Please take the entries below from the first line through the line containing "seen by introspection." and repeat them exactly, leaving out everything after.

____________

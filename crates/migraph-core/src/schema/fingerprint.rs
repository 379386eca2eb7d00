//! Structural table fingerprints and fingerprint diffing.
//!
//! A fingerprint is the ordered list of a table's columns with their data
//! type, nullability and default. Backends produce one by introspecting the
//! live store; the tracking table caches the fingerprint recorded at the last
//! successful migration so drift can be detected later.

use crate::error::Error;
use serde::{Deserialize, Serialize};
use std::collections::BTreeMap;

/// Marker used in the canonical text for an absent default.
const NO_DEFAULT: &str = "None";

/// A single column as seen by introspection.
#[derive(Debug, Clone, PartialEq, Eq, Serialize, Deserialize)]
pub struct ColumnFingerprint {
    /// Column name.
    pub name: String,
    /// Backend-reported data type.
    #[serde(alias = "type")]
    pub data_type: String,
    /// Whether the column accepts NULL.
    #[serde(default = "default_nullable")]
    pub nullable: bool,
    /// Default expression, if any.
    #[serde(default)]
    pub default: Option<String>,
}

fn default_nullable() -> bool {
    true
}

impl ColumnFingerprint {
    /// Create a nullable column without default.
    pub fn new(name: impl Into<String>, data_type: impl Into<String>) -> Self {
        Self {
            name: name.into(),
            data_type: data_type.into(),
            nullable: true,
            default: None,
        }
    }

    /// Mark the column NOT NULL.
    pub fn not_null(mut self) -> Self {
        self.nullable = false;
        self
    }

    /// Set the default expression.
    pub fn with_default(mut self, default: impl Into<String>) -> Self {
        self.default = Some(default.into());
        self
    }

    fn nullable_text(&self) -> &'static str {
        if self.nullable {
            "YES"
        } else {
            "NO"
        }
    }

    fn default_text(&self) -> &str {
        self.default.as_deref().unwrap_or(NO_DEFAULT)
    }

    fn canonical(&self) -> String {
        format!(
            "{}|{}|{}|{}",
            escape_field(&self.name),
            escape_field(&self.data_type),
            self.nullable_text(),
            escape_field(self.default_text())
        )
    }

    fn parse(line: &str) -> Result<Self, Error> {
        let fields = split_fields(line)?;
        let [name, data_type, nullable, default] = fields.as_slice() else {
            return Err(Error::InvalidData(format!(
                "malformed fingerprint line: {line:?}"
            )));
        };

        let nullable = match nullable.as_str() {
            "YES" => true,
            "NO" => false,
            other => {
                return Err(Error::InvalidData(format!(
                    "invalid nullability {other:?} for column {name}"
                )))
            }
        };

        Ok(Self {
            name: name.to_string(),
            data_type: data_type.to_string(),
            nullable,
            default: (default != NO_DEFAULT).then(|| default.to_string()),
        })
    }
}

/// Escape the field and line separators so any name or default survives a round trip.
fn escape_field(field: &str) -> String {
    let mut out = String::with_capacity(field.len());
    for ch in field.chars() {
        match ch {
            '\\' => out.push_str("\\\\"),
            '|' => out.push_str("\\|"),
            '\n' => out.push_str("\\n"),
            '\r' => out.push_str("\\r"),
            other => out.push(other),
        }
    }
    out
}

/// Split one canonical line on unescaped `|`, unescaping each field.
fn split_fields(line: &str) -> Result<Vec<String>, Error> {
    let mut fields = Vec::with_capacity(4);
    let mut current = String::new();
    let mut chars = line.chars();

    while let Some(ch) = chars.next() {
        match ch {
            '|' => fields.push(std::mem::take(&mut current)),
            '\\' => match chars.next() {
                Some('\\') => current.push('\\'),
                Some('|') => current.push('|'),
                Some('n') => current.push('\n'),
                Some('r') => current.push('\r'),
                other => {
                    return Err(Error::InvalidData(format!(
                        "invalid escape {other:?} in fingerprint line: {line:?}"
                    )))
                }
            },
            other => current.push(other),
        }
    }
    fields.push(current);
    Ok(fields)
}

/// Canonical structural description of a table.
///
/// Columns are kept sorted by name. Two fingerprints are equal iff their
/// canonical text representations are equal.
#[derive(Debug, Clone, Default, Serialize, Deserialize)]
pub struct SchemaFingerprint {
    columns: Vec<ColumnFingerprint>,
}

impl SchemaFingerprint {
    /// Build a fingerprint from columns in any order.
    pub fn new(mut columns: Vec<ColumnFingerprint>) -> Self {
        columns.sort_by(|a, b| a.name.cmp(&b.name));
        Self { columns }
    }

    /// Fingerprint of a table with no columns (or no table at all).
    pub fn empty() -> Self {
        Self::default()
    }

    /// Add a column, keeping name order.
    pub fn with_column(mut self, column: ColumnFingerprint) -> Self {
        self.columns.push(column);
        self.columns.sort_by(|a, b| a.name.cmp(&b.name));
        self
    }

    /// Columns in name order.
    pub fn columns(&self) -> &[ColumnFingerprint] {
        &self.columns
    }

    /// Look up a column by name.
    pub fn column(&self, name: &str) -> Option<&ColumnFingerprint> {
        self.columns.iter().find(|c| c.name == name)
    }

    pub fn is_empty(&self) -> bool {
        self.columns.is_empty()
    }

    /// Canonical text: one `name|type|YES/NO|default` line per column.
    ///
    /// `\\`, `|`, newlines and carriage returns inside a field are backslash-escaped.
    pub fn canonical(&self) -> String {
        self.columns
            .iter()
            .map(ColumnFingerprint::canonical)
            .collect::<Vec<_>>()
            .join("\n")
    }

    /// Parse canonical text back into a fingerprint.
    pub fn parse(text: &str) -> Result<Self, Error> {
        let columns = text
            .lines()
            .filter(|line| !line.trim().is_empty())
            .map(ColumnFingerprint::parse)
            .collect::<Result<Vec<_>, _>>()?;
        Ok(Self::new(columns))
    }

    /// Short digest of the canonical text, for reports and logs.
    pub fn digest(&self) -> String {
        let hash = blake3::hash(self.canonical().as_bytes());
        hex::encode(&hash.as_bytes()[..8])
    }
}

impl PartialEq for SchemaFingerprint {
    fn eq(&self, other: &Self) -> bool {
        self.canonical() == other.canonical()
    }
}

impl Eq for SchemaFingerprint {}

impl std::fmt::Display for SchemaFingerprint {
    fn fmt(&self, f: &mut std::fmt::Formatter<'_>) -> std::fmt::Result {
        f.write_str(&self.canonical())
    }
}

/// Difference in one attribute of a column present on both sides.
#[derive(Debug, Clone, PartialEq, Eq)]
pub enum ColumnChange {
    /// Data type differs.
    TypeChanged {
        column: String,
        actual: String,
        expected: String,
    },
    /// Nullability differs.
    NullableChanged {
        column: String,
        actual: bool,
        expected: bool,
    },
    /// Default differs.
    DefaultChanged {
        column: String,
        actual: Option<String>,
        expected: Option<String>,
    },
}

impl ColumnChange {
    /// Human-readable report line.
    pub fn describe(&self) -> String {
        fn yes_no(value: bool) -> &'static str {
            if value {
                "YES"
            } else {
                "NO"
            }
        }

        match self {
            ColumnChange::TypeChanged {
                column,
                actual,
                expected,
            } => format!("Column `{column}`: found {actual}, expected {expected}"),
            ColumnChange::NullableChanged {
                column,
                actual,
                expected,
            } => format!(
                "Column `{column}`: nullable {}, expected {}",
                yes_no(*actual),
                yes_no(*expected)
            ),
            ColumnChange::DefaultChanged {
                column,
                actual,
                expected,
            } => format!(
                "Column `{column}`: default {}, expected {}",
                actual.as_deref().unwrap_or(NO_DEFAULT),
                expected.as_deref().unwrap_or(NO_DEFAULT)
            ),
        }
    }
}

/// Structured diff between a live fingerprint and the recorded one.
#[derive(Debug, Clone, Default, PartialEq, Eq)]
pub struct FingerprintDiff {
    /// Columns present live but not recorded.
    pub unexpected: Vec<String>,
    /// Columns recorded but missing live.
    pub missing: Vec<String>,
    /// Attribute differences on shared columns.
    pub changed: Vec<ColumnChange>,
}

impl FingerprintDiff {
    /// Compute the diff of `actual` (live) against `expected` (recorded).
    pub fn compute(actual: &SchemaFingerprint, expected: &SchemaFingerprint) -> Self {
        let actual_cols: BTreeMap<_, _> = actual.columns.iter().map(|c| (&c.name, c)).collect();
        let expected_cols: BTreeMap<_, _> =
            expected.columns.iter().map(|c| (&c.name, c)).collect();

        let mut diff = FingerprintDiff::default();

        for name in actual_cols.keys() {
            if !expected_cols.contains_key(name) {
                diff.unexpected.push((*name).clone());
            }
        }

        for name in expected_cols.keys() {
            if !actual_cols.contains_key(name) {
                diff.missing.push((*name).clone());
            }
        }

        for (name, actual_col) in &actual_cols {
            let Some(expected_col) = expected_cols.get(name) else {
                continue;
            };

            if actual_col.data_type != expected_col.data_type {
                diff.changed.push(ColumnChange::TypeChanged {
                    column: (*name).clone(),
                    actual: actual_col.data_type.clone(),
                    expected: expected_col.data_type.clone(),
                });
            }

            if actual_col.nullable != expected_col.nullable {
                diff.changed.push(ColumnChange::NullableChanged {
                    column: (*name).clone(),
                    actual: actual_col.nullable,
                    expected: expected_col.nullable,
                });
            }

            if actual_col.default != expected_col.default {
                diff.changed.push(ColumnChange::DefaultChanged {
                    column: (*name).clone(),
                    actual: actual_col.default.clone(),
                    expected: expected_col.default.clone(),
                });
            }
        }

        diff
    }

    /// Check if the two fingerprints agree.
    pub fn is_empty(&self) -> bool {
        self.unexpected.is_empty() && self.missing.is_empty() && self.changed.is_empty()
    }

    /// One report line per difference.
    pub fn lines(&self) -> Vec<String> {
        let mut lines = Vec::with_capacity(self.change_count());
        lines.extend(
            self.unexpected
                .iter()
                .map(|c| format!("Column `{c}` not expected")),
        );
        lines.extend(self.missing.iter().map(|c| format!("Column `{c}` not found")));
        lines.extend(self.changed.iter().map(ColumnChange::describe));
        lines
    }

    pub fn change_count(&self) -> usize {
        self.unexpected.len() + self.missing.len() + self.changed.len()
    }
}

impl std::fmt::Display for FingerprintDiff {
    fn fmt(&self, f: &mut std::fmt::Formatter<'_>) -> std::fmt::Result {
        f.write_str(&self.lines().join("\n"))
    }
}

____________

Exercise answer:
filename crates/migraph-core/src/schema/fingerprint.rs
repository 379386eca2eb7d00
//! Structural table fingerprints and fingerprint diffing.
//!
//! A fingerprint is the ordered list of a table's columns with their data
//! type, nullability and default. Backends produce one by introspecting the
//! live store; the tracking table caches the fingerprint recorded at the last
//! successful migration so drift can be detected later.

use crate::error::Error;
use serde::{Deserialize, Serialize};
use std::collections::BTreeMap;

/// Marker used in the canonical text for an absent default.
const NO_DEFAULT: &str = "None";

/// A single column as seen by introspection.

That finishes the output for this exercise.